Ken Turan has a typically striking take. “Asking critics about what they got wrong, or for that matter what they got right, is to fundamentally misunderstand what it is we do and how we do it,” he says:

What criticism offers, ideally, is informed, thoughtful, well-written opinion, an expression of personal taste based on knowledge, experience and insight that helps readers both decide what to see and understand what they have seen. And the closest I’ve come to making a mistake has been when I haven’t trusted my own instincts about a film.


2 Comments so far

  1. Scraps July 7th, 2008 3:46 am

    When his music criticism was reprinted, Shaw appended a note in 1936 to a column that originally appeared on 12 December 1888. Shaw begins by saying, “The above hasty (not to say silly) description of Brahms’s music will, I hope, be a warning to critics who know too much.” He ends with the simple “I apologize.”

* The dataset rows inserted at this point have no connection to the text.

//! Scoped "current context" propagation.
//!
//! The current context lives in task-local storage. It can only be set for
//! the dynamic extent of a unit of work through [`with_context`] or
//! [`with_context_async`]; there is no way to push or pop it directly. The
//! previous value is restored when the work finishes, whether it returns,
//! errors or panics.
//!
//! Because the value is bound to the future it wraps, operations interleaved
//! on one thread (for example two branches of `tokio::join!`) each observe
//! their own context across every `.await`.
//!
//! Tasks spawned with `tokio::spawn` start without a context. Wrap the future
//! in [`propagate`] to carry the caller's context into it.

use std::future::Future;

use tracing::debug;

use crate::context::TraceContext;
use crate::id::TraceId;
use crate::sampling::Sampler;

tokio::task_local! {
    static CURRENT: TraceContext;
}

/// Returns the context established by the innermost enclosing scope, if any.
#[must_use]
pub fn current_context() -> Option<TraceContext> {
    CURRENT.try_with(Clone::clone).ok()
}

/// Returns the trace ID of the current context, if any.
#[must_use]
pub fn current_trace_id() -> Option<TraceId> {
    CURRENT.try_with(TraceContext::trace_id).ok()
}

/// Runs synchronous `work` with `ctx` as the current context.
pub fn with_context<F, R>(ctx: TraceContext, work: F) -> R
where
    F: FnOnce() -> R,
{
    debug!(trace_id = %ctx.trace_id(), span_id = %ctx.span_id(), "Entering trace scope");
    CURRENT.sync_scope(ctx, work)
}

/// Runs `work` to completion with `ctx` as the current context, including
/// across its suspension points.
pub async fn with_context_async<F>(ctx: TraceContext, work: F) -> F::Output
where
    F: Future,
{
    debug!(trace_id = %ctx.trace_id(), span_id = %ctx.span_id(), "Entering async trace scope");
    CURRENT.scope(ctx, work).await
}

/// Wraps `work` so it runs under the context that is current right now.
///
/// Use this when handing work to another task:
///
/// ```rust
/// # #[tokio::main(flavor = "current_thread")]
/// # async fn main() {
/// use ticketry_trace::{current_context, propagate, with_context_async, TraceContext};
///
/// let ctx = TraceContext::root();
/// let expected = ctx.trace_id();
///
/// let seen = with_context_async(ctx, async {
///     tokio::spawn(propagate(async { current_context() })).await
/// })
/// .await
/// .unwrap();
///
/// assert_eq!(seen.map(|c| c.trace_id()), Some(expected));
/// # }
/// ```
pub fn propagate<F>(work: F) -> impl Future<Output = F::Output>
where
    F: Future,
{
    let captured = current_context();
    async move {
        match captured {
            Some(ctx) => CURRENT.scope(ctx, work).await,
            None => work.await,
        }
    }
}

/// Derives the context for a new sub-operation.
///
/// Returns a child of the current context, or a new root if there is none,
/// with a sampling decision for `operation` recorded.
#[must_use]
pub fn start_span(operation: &str, sampler: &Sampler) -> TraceContext {
    let ctx = current_context().map_or_else(TraceContext::root, |parent| parent.child());
    sampler.decide(ctx, operation)
}

/// Runs `work` inside a new span for `operation`.
pub async fn with_span<F>(operation: &str, sampler: &Sampler, work: F) -> F::Output
where
    F: Future,
{
    let ctx = start_span(operation, sampler);
    with_context_async(ctx, work).await
}

#[cfg(test)]
mod tests {
    use super::*;

    #[test]
    fn test_no_context_outside_scope() {
        assert!(current_context().is_none());
        assert!(current_trace_id().is_none());
    }

    #[test]
    fn test_sync_scope_sets_and_restores() {
        let ctx = TraceContext::root();
        let expected = ctx.clone();

        let seen = with_context(ctx, current_context);
        assert_eq!(seen, Some(expected));
        assert!(current_context().is_none());
    }

    #[test]
    fn test_nested_sync_scopes() {
        let outer = TraceContext::root();
        let inner = outer.child();
        let (outer_id, inner_id) = (outer.span_id(), inner.span_id());

        with_context(outer, || {
            assert_eq!(current_context().map(|c| c.span_id()), Some(outer_id));
            with_context(inner, || {
                assert_eq!(current_context().map(|c| c.span_id()), Some(inner_id));
            });
            assert_eq!(current_context().map(|c| c.span_id()), Some(outer_id));
        });
        assert!(current_context().is_none());
    }

    #[test]
    fn test_sync_scope_restores_after_panic() {
        let outer = TraceContext::root();
        let outer_id = outer.span_id();

        with_context(outer, || {
            let result = std::panic::catch_unwind(|| {
                with_context(TraceContext::root(), || panic!("operation failed"));
            });
            assert!(result.is_err());
            assert_eq!(current_context().map(|c| c.span_id()), Some(outer_id));
        });
        assert!(current_context().is_none());
    }

    #[test]
    fn test_start_span_without_parent_is_root() {
        let ctx = start_span("ticket.create", &Sampler::always_on());
        assert!(ctx.is_root());
        assert_eq!(ctx.sampled(), Some(true));
    }

    #[test]
    fn test_start_span_derives_from_current() {
        let parent = TraceContext::root().with_sampled(false);
        let expected_parent = parent.span_id();
        let expected_trace = parent.trace_id();

        let child = with_context(parent, || start_span("ticket.update", &Sampler::always_on()));
        assert_eq!(child.trace_id(), expected_trace);
        assert_eq!(child.parent_span_id(), Some(expected_parent));
        assert_eq!(child.sampled(), Some(false));
    }

    #[tokio::test]
    async fn test_async_scope_survives_await() {
        let ctx = TraceContext::root();
        let expected = ctx.span_id();

        let seen = with_context_async(ctx, async {
            tokio::task::yield_now().await;
            current_context().map(|c| c.span_id())
        })
        .await;

        assert_eq!(seen, Some(expected));
        assert!(current_context().is_none());
    }

    #[tokio::test]
    async fn test_async_scope_restores_after_error() {
        let outer = TraceContext::root();
        let outer_id = outer.span_id();

        with_context_async(outer, async {
            let result: Result<(), &str> = with_context_async(TraceContext::root(), async {
                tokio::task::yield_now().await;
                Err("storage unavailable")
            })
            .await;
            assert!(result.is_err());
            assert_eq!(current_context().map(|c| c.span_id()), Some(outer_id));
        })
        .await;
    }

    #[tokio::test]
    async fn test_spawned_task_without_propagate_has_no_context() {
        let seen = with_context_async(TraceContext::root(), async {
            tokio::spawn(async { current_context() }).await.unwrap()
        })
        .await;
        assert!(seen.is_none());
    }

    #[tokio::test]
    async fn test_with_span_creates_child() {
        let parent = TraceContext::root().with_sampled(true);
        let parent_span = parent.span_id();

        let child = with_context_async(parent, async {
            with_span("ticket.read", &Sampler::always_on(), async { current_context() }).await
        })
        .await
        .unwrap();

        assert_eq!(child.parent_span_id(), Some(parent_span));
    }
}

    –Victor Amend, quoted in Veronica Geng

    I’m also fond of the critic John Clute, who reprinted his criticism with occasional elaborations, emendations, and corrections of himself in brackets, of which my favorite is “[a really stupid judgment]”.

  2. hitsville July 9th, 2008 9:32 am

    Yeah, I don’t know if I agree with Kenny 100 percent on this. He’s coming from a particularly rarefied position; there are a few things over the years I was just plain wrong about. I guess his point is that it was right at the time.